Tuesday, June 29, 2021

 

Cooperatives as Homestead Real Property after

Walters v. Agency for Health Care Administration – Where are We Now?

 

After decades of uncertainty and conflicting decisions within the Second, Third and Fifth District Courts of Appeal, it was hoped that questions concerning the protected status of a leasehold cooperative unit as homestead would be put to rest. The stars did not align and, despite the efforts of Rohan Kelley and the Hon. Frank A. Shepherd, as amicus counsel, to obtain a ruling that would provide consistency for cases under Article X, s. 4, of the Florida Constitution, the certified question presented to the Florida Supreme Court did not allow for a resolution.  The pending appeal in Waters v. Agency for Health Care Administration  was dismissed on June 23, 2021.   
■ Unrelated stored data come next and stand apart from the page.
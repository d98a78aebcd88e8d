//! Newline-delimited JSON-RPC 2.0 over a child process's stdio.

use anyhow::{Context, Result, bail};
use serde::{Deserialize, Serialize};
use serde_json::Value;
use std::process::Stdio;
use std::sync::atomic::{AtomicBool, Ordering};
use tokio::io::{AsyncBufReadExt, AsyncWriteExt, BufReader};
use tokio::process::{Child, ChildStdin, ChildStdout, Command};
use tokio::sync::Mutex;
use tracing::debug;

#[derive(Debug, Clone, Serialize)]
pub struct JsonRpcRequest {
    pub jsonrpc: &'static str,
    pub id: u64,
    pub method: String,
    #[serde(skip_serializing_if = "Option::is_none")]
    pub params: Option<Value>,
}

impl JsonRpcRequest {
    pub fn new(id: u64, method: impl Into<String>, params: Option<Value>) -> Self {
        Self {
            jsonrpc: "2.0",
            id,
            method: method.into(),
            params,
        }
    }
}

#[derive(Debug, Clone, Deserialize)]
pub struct JsonRpcResponse {
    pub id: Option<u64>,
    #[serde(default)]
    pub result: Option<Value>,
    #[serde(default)]
    pub error: Option<JsonRpcError>,
}

#[derive(Debug, Clone, Deserialize)]
pub struct JsonRpcError {
    pub code: i64,
    pub message: String,
}

impl std::fmt::Display for JsonRpcError {
    fn fmt(&self, f: &mut std::fmt::Formatter<'_>) -> std::fmt::Result {
        write!(f, "JSON-RPC error {}: {}", self.code, self.message)
    }
}

/// Server output plus the bytes of a line not yet terminated. The buffer
/// outlives a cancelled read so a timed-out request does not split a line.
struct LineReader {
    inner: BufReader<ChildStdout>,
    pending: Vec<u8>,
}

pub struct StdioTransport {
    stdin: Mutex<ChildStdin>,
    stdout: Mutex<LineReader>,
    child: Mutex<Child>,
    connected: AtomicBool,
}

impl StdioTransport {
    pub fn new(mut child: Child) -> Result<Self> {
        let stdin = child
            .stdin
            .take()
            .context("Failed to capture stdin of tool server")?;
        let stdout = child
            .stdout
            .take()
            .context("Failed to capture stdout of tool server")?;

        Ok(Self {
            stdin: Mutex::new(stdin),
            stdout: Mutex::new(LineReader {
                inner: BufReader::new(stdout),
                pending: Vec::new(),
            }),
            child: Mutex::new(child),
            connected: AtomicBool::new(true),
        })
    }

    /// Spawn `command args...` with piped stdio. The child is killed if the
    /// transport is dropped without [`StdioTransport::close`].
    pub fn spawn(command: &str, args: &[String]) -> Result<Self> {
        let child = Command::new(command)
            .args(args)
            .stdin(Stdio::piped())
            .stdout(Stdio::piped())
            .stderr(Stdio::null())
            .kill_on_drop(true)
            .spawn()
            .with_context(|| format!("Failed to spawn tool server: {} {}", command, args.join(" ")))?;

        Self::new(child)
    }

    async fn read_message(&self, reader: &mut LineReader) -> Result<Value> {
        loop {
            // `read_until` keeps partial input in `pending` if this future is dropped.
            let read = reader
                .inner
                .read_until(b'\n', &mut reader.pending)
                .await
                .context("Failed to read from tool server")?;

            if read == 0 {
                self.connected.store(false, Ordering::SeqCst);
                bail!("Tool server closed connection");
            }

            let line = std::mem::take(&mut reader.pending);
            if line.trim_ascii().is_empty() {
                continue;
            }

            return serde_json::from_slice(&line).context("Failed to parse JSON from tool server");
        }
    }

    async fn write_message(&self, value: &Value) -> Result<()> {
        let mut stdin = self.stdin.lock().await;
        let json = serde_json::to_string(value)?;

        stdin.write_all(json.as_bytes()).await?;
        stdin.write_all(b"\n").await?;
        stdin.flush().await?;

        Ok(())
    }

    pub async fn send_request(&self, request: JsonRpcRequest) -> Result<JsonRpcResponse> {
        if !self.is_connected() {
            bail!("Tool server is not connected");
        }

        let request_id = request.id;
        // Hold the reader for the whole exchange so replies pair with requests.
        let mut stdout = self.stdout.lock().await;
        self.write_message(&serde_json::to_value(&request)?).await?;

        loop {
            let value = self.read_message(&mut stdout).await?;

            if value.get("id").is_none() {
                debug!(method = ?value.get("method"), "skipping server notification");
                continue;
            }

            let response: JsonRpcResponse =
                serde_json::from_value(value).context("Failed to parse JSON-RPC response")?;

            if response.id == Some(request_id) {
                return Ok(response);
            }
            // Errors the server could not tie to a request carry a null id.
            if response.id.is_none() && response.error.is_some() {
                return Ok(response);
            }
            debug!(expected = request_id, got = ?response.id, "discarding stale response");
        }
    }

    pub async fn send_notification(&self, method: &str, params: Option<Value>) -> Result<()> {
        let mut notification = serde_json::json!({
            "jsonrpc": "2.0",
            "method": method,
        });
        if let Some(params) = params {
            notification["params"] = params;
        }

        self.write_message(&notification).await
    }

    pub fn is_connected(&self) -> bool {
        self.connected.load(Ordering::SeqCst)
    }

    pub async fn close(&self) -> Result<()> {
        self.connected.store(false, Ordering::SeqCst);

        let mut child = self.child.lock().await;
        if child.try_wait()?.is_none() {
            let _ = child.kill().await;
        }

        Ok(())
    }
}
Case Law Relating to “Interests In Real Property”

Ownership Under Article X, Section 4

Article X, section 4(a) grants an exemption to “property owned by a natural person” meeting certain size and contiguity requirements. The exemption is limited to “the residence of the owner or his family.”  The words, “owned” and “residence” have been consistent since the 1868 Constitution.
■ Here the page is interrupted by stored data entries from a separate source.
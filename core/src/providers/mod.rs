pub mod factory;
pub mod ollama;
pub mod openai;

pub use factory::create_provider;
pub use ollama::OllamaProvider;
pub use openai::OpenAIProvider;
The 1868 Constitution extended the exemption to the “residence and business house” of the owner within a municipality. The 1969 Constitution restricted the exemption to the “residence of the owner or his family” when the homestead was within a municipality.
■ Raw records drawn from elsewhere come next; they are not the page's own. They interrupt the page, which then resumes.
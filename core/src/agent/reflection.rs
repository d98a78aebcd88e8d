use crate::traits::{ChatMessage, ChatRequest, Provider};
use std::sync::Arc;
use std::time::Duration;
use tracing::{debug, warn};

const CRITIQUE_PROMPT: &str = "Check if the following response is correct, complete, and has no obvious mistakes. \
If it's fine, reply with exactly 'looks good'. \
If there are issues, provide the corrected answer.";

const APPROVAL: &str = "looks good";

/// One-shot self-critique of a draft answer. Fails open: any problem with the
/// critique request leaves the draft untouched.
pub struct ReflectionGate {
    provider: Arc<dyn Provider>,
    model: String,
    temperature: f64,
    max_tokens: Option<u32>,
    timeout: Duration,
}

impl ReflectionGate {
    pub fn new(provider: Arc<dyn Provider>, model: impl Into<String>) -> Self {
        Self {
            provider,
            model: model.into(),
            temperature: 0.0,
            max_tokens: Some(256),
            timeout: Duration::from_secs(20),
        }
    }

    pub fn with_temperature(mut self, temperature: f64) -> Self {
        self.temperature = temperature;
        self
    }

    pub fn with_max_tokens(mut self, max_tokens: Option<u32>) -> Self {
        self.max_tokens = max_tokens;
        self
    }

    pub fn with_timeout(mut self, timeout: Duration) -> Self {
        self.timeout = timeout;
        self
    }

    pub async fn critique(&self, answer: &str) -> String {
        let messages = [ChatMessage::system(CRITIQUE_PROMPT), ChatMessage::user(answer)];
        let request = ChatRequest {
            messages: &messages,
            model: &self.model,
            temperature: self.temperature,
            json_mode: false,
            max_tokens: self.max_tokens,
        };

        let verdict = match tokio::time::timeout(self.timeout, self.provider.chat(request)).await {
            Ok(Ok(text)) => text,
            Ok(Err(e)) => {
                warn!(error = %e, "reflection failed, keeping draft answer");
                return answer.to_string();
            }
            Err(_) => {
                warn!(timeout = ?self.timeout, "reflection timed out, keeping draft answer");
                return answer.to_string();
            }
        };

        let verdict = verdict.trim();
        if verdict.is_empty() {
            warn!("reflection returned nothing, keeping draft answer");
            return answer.to_string();
        }
        if verdict.eq_ignore_ascii_case(APPROVAL) {
            debug!("reflection approved draft answer");
            answer.to_string()
        } else {
            debug!("reflection revised draft answer");
            verdict.to_string()
        }
    }
}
            The Southern Walls Decision – 4(a) Creditor Protection

In 2002, the Fifth District held that an interest in a leasehold cooperative is protected from the claims of creditors during the owner’s lifetime.[1] The court examined the nature of ownership through a leasehold cooperative:

 Under the cooperative form of ownership, the owner receives shares in the cooperation and a long term lease as evidence of his or her title rather than a deed of conveyance. For purposes of the homestead exemption, we find that this is a distinction without a difference. What is significant is that a co-op owner owns the unit, pays valuable consideration for it, and has the right to the exclusive use and possession of it for the duration of the lease. Thus, if a life estate interest qualifies for the exemption, KingHill, and ownership of a condominium qualifies for the exemption, King, so too should a co-op.[2]

            The Geraci Decision – 4(b) Inurement of Creditor Protection

The Geraci decision marks the third opportunity for the Florida Supreme Court to review the Southern Walls decision. The Second District declined to apply the holding in Wartels.

In considering the exemption from forced sale, a court must instead “focus on the debtor’s intent to make the property his homestead and the debtor’s actual use of the property as his principal and primary residence.” In re Dean, 177 B.R. 727, 729 (Bankr.S.D.Fla.1995). When a lessee’s interest in a leasehold estate includes the right to use and occupy the premises for a long term and the lessee has made the residence his principal and exclusive residence, such an interest is entitled to Florida’s homestead exemption from forced sale. Id. at 729–30; see also In re McAtee, 154 B.R. 346, 348 (Bankr.N.D.Fla.1993) (finding a long-term lease to be subject to the exemption from forced sale because it constituted an interest in real property and was more than a “simple possessory interest”); S. Walls, 810 So.2d at 572 (finding a co-op to be subject to the exemption from forced sale because “a co-op owner owns the unit, pays valuable consideration for it, and has the right to the exclusive use and possession of it for the duration of the lease”). This construction of the homestead exemption from forced sale is consistent with “important public policy considerations such as promoting the stability and welfare of the state by encouraging property ownership and the independence of its citizens by preserving a home where a family may live beyond the reaches of economic misfortune.” In re McAtee, 154 B.R. at 347–48.[3]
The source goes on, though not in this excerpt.